TELL ME ABOUT A MISTAKE OR FAILURE THAT CHANGED THE COURSE OF YOUR LIFE IN SOME WAY.
I would say that the central mistake that I have made over and over again throughout my life is a combination of not showing up and hiding.
It's kind of all related.
I will be afraid of something, afraid that I won’t be able to do something the right way or be in the right way, and the fear kind of festers because I don’t want to share what’s plaguing me with anyone, because that’s a weakness, and life could always be worse, you know?
And then just before facing the thing — and this could be, for example, my best friend as a kid asking me to join the after-school basketball team or one of my best friends, Taryn, who in our 20s, would ask me to go out to bars with her friends. Nice things!
Both are strangely similar because they were invitations to connect and be in community.

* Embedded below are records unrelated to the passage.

use clap::Parser;
use std::io::Write;
use std::time::Duration;

use solarmax_metrics::prelude::*;

fn write_config(content: &str) -> tempfile::NamedTempFile {
    let mut file = tempfile::NamedTempFile::new().unwrap();
    file.write_all(content.as_bytes()).unwrap();
    file.flush().unwrap();
    file
}

#[test]
fn defaults() {
    let config = Config::default();

    assert_eq!(config.host(), "127.0.0.1");
    assert_eq!(config.port(), 80);
    assert_eq!(config.inverter(), InverterId(1));
    assert_eq!(
        config.metrics(),
        "KDY,KMT,KYR,KT0,TNF,TKK,TYP,PAC,PRL,IL1,IDC,UL1,UDC,SYS"
    );
    assert_eq!(config.timeout(), Duration::from_secs(5));
    assert_eq!(config.read_mode(), ReadMode::Framed);
    assert_eq!(config.output(), OutputShape::Detailed);
    assert_eq!(config.log_filter(), "info");
    assert!(config.validate().is_ok());
}

#[test]
fn loads_yaml_file() -> Result<()> {
    let file = write_config(
        "host: 192.168.1.123\n\
         port: 12345\n\
         inverter: 2\n\
         metrics: PAC,SYS\n\
         loglevel: debug\n\
         timeout_secs: 3\n\
         read_mode: single\n\
         output: plain\n",
    );

    let config = Config::new(file.path().to_str().unwrap())?;

    assert_eq!(config.host(), "192.168.1.123");
    assert_eq!(config.port(), 12345);
    assert_eq!(config.inverter(), InverterId(2));
    assert_eq!(config.metrics(), "PAC,SYS");
    assert_eq!(config.timeout(), Duration::from_secs(3));
    assert_eq!(config.read_mode(), ReadMode::Single);
    assert_eq!(config.output(), OutputShape::Plain);
    assert_eq!(config.log_filter(), "debug");
    Ok(())
}

#[test]
fn partial_yaml_falls_back_to_defaults() -> Result<()> {
    let file = write_config("host: inverter.local\n");

    let config = Config::new(file.path().to_str().unwrap())?;

    assert_eq!(config.host(), "inverter.local");
    assert_eq!(config.port(), 80);
    assert_eq!(config.read_mode(), ReadMode::Framed);
    Ok(())
}

#[test]
fn rejects_bad_files() {
    assert!(Config::new("/nonexistent/solarmax.yaml").is_err());

    let file = write_config("port: 0\n");
    assert!(Config::new(file.path().to_str().unwrap()).is_err());

    let file = write_config("read_mode: sometimes\n");
    assert!(Config::new(file.path().to_str().unwrap()).is_err());
}

#[test]
fn validate() {
    let mut config = Config::default();
    config.host = "  ".to_string();
    assert!(config.validate().is_err());

    let mut config = Config::default();
    config.timeout = Duration::ZERO;
    assert!(config.validate().is_err());
}

#[test]
fn command_line_wins() {
    let options = Options::parse_from([
        "solarmax-metrics",
        "--host",
        "10.0.0.9",
        "-p",
        "12345",
        "-i",
        "7",
        "--metrics",
        "PAC,UDC",
        "-t",
        "2",
        "--read-mode",
        "single",
        "-o",
        "plain",
        "-l",
        "TRACE",
    ]);

    let mut config = Config::default();
    config.apply_options(&options);

    assert_eq!(config.host(), "10.0.0.9");
    assert_eq!(config.port(), 12345);
    assert_eq!(config.inverter(), InverterId(7));
    assert_eq!(config.metrics(), "PAC,UDC");
    assert_eq!(config.timeout(), Duration::from_secs(2));
    assert_eq!(config.read_mode(), ReadMode::Single);
    assert_eq!(config.output(), OutputShape::Plain);
    assert_eq!(config.log_filter(), "trace");
}

#[test]
fn absent_flags_keep_file_values() {
    let options = Options::parse_from(["solarmax-metrics", "-p", "8080"]);

    let mut config = Config::default();
    config.host = "inverter.local".to_string();
    config.apply_options(&options);

    assert_eq!(config.host(), "inverter.local");
    assert_eq!(config.port(), 8080);
    assert_eq!(options.mode, Mode::Query);
}

#[test]
fn modes() {
    let options = Options::parse_from(["solarmax-metrics", "-m", "ListMetrics"]);
    assert_eq!(options.mode, Mode::ListMetrics);

    let options = Options::parse_from(["solarmax-metrics", "--mode", "loop"]);
    assert_eq!(options.mode, Mode::Loop);

    assert!(Options::try_parse_from(["solarmax-metrics", "-m", "sometimes"]).is_err());
}

#[test]
fn unknown_loglevel_means_info() {
    let mut config = Config::default();

    config.loglevel = "verbose".to_string();
    assert_eq!(config.log_filter(), "info");

    config.loglevel = "Warn".to_string();
    assert_eq!(config.log_filter(), "warn");
}

#[test]
fn lists_metrics() -> Result<()> {
    let mut out = Vec::new();
    solarmax_metrics::list_metrics(&mut out)?;
    let out = String::from_utf8(out)?;

    let lines: Vec<&str> = out.lines().collect();
    assert_eq!(lines.len(), catalog::entries().len());
    assert!(lines.contains(&"PAC: AC Power (W)"));
    assert!(lines.contains(&"SE1: "));

    let codes: Vec<&str> = lines
        .iter()
        .map(|l| l.split_once(": ").unwrap().0)
        .collect();
    let mut sorted = codes.clone();
    sorted.sort();
    assert_eq!(codes, sorted);
    Ok(())
}

#[tokio::test]
async fn list_metrics_mode_runs_without_inverter() -> Result<()> {
    let options = Options::parse_from(["solarmax-metrics", "-m", "listmetrics"]);

    solarmax_metrics::app(options).await
}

And maybe it was partly because I was shy but there was a big part of me that wanted to do both and was so scared — about trying something and being publicly bad at it (sports!) or going out in my 20s, about having fun and maybe even meeting a guy (because was I lovable enough to risk that?) and it would have been OK, not ideal for my happiness, but OK to just say “nah” in both cases, but I … got all ostrich-y instead, you know?
I would be intimidated by something and psych myself out, but I’m not sure that I was intimidated for a right reason, if it was silly or if it was justifiable. And the stakes increased the older I got.
And then at the very end it would become way too much and I would cut and run and leave everyone kind of flabbergasted as a result.
And I think that that has shown up professionally as well. It’s tricky because a lot of the things that come easily to me are not things that maybe come easily to other people.
So I often get, I mean, it’s confusing but I often get, “you’re so brave” and “you moved to X country” and “you do all these things!” And I always want to say, “you’re so brave, You went on a blind date!” or “you had a baby even though childbirth could kill you (like it almost did my mom) or you risked your heart again after the man you loved left.”
The very act of doing certain things like that, the fear of doing it wrong and not being enough shows up in a way that it just doesn’t for (what seems like) most “normal” people, as my inner critic would say.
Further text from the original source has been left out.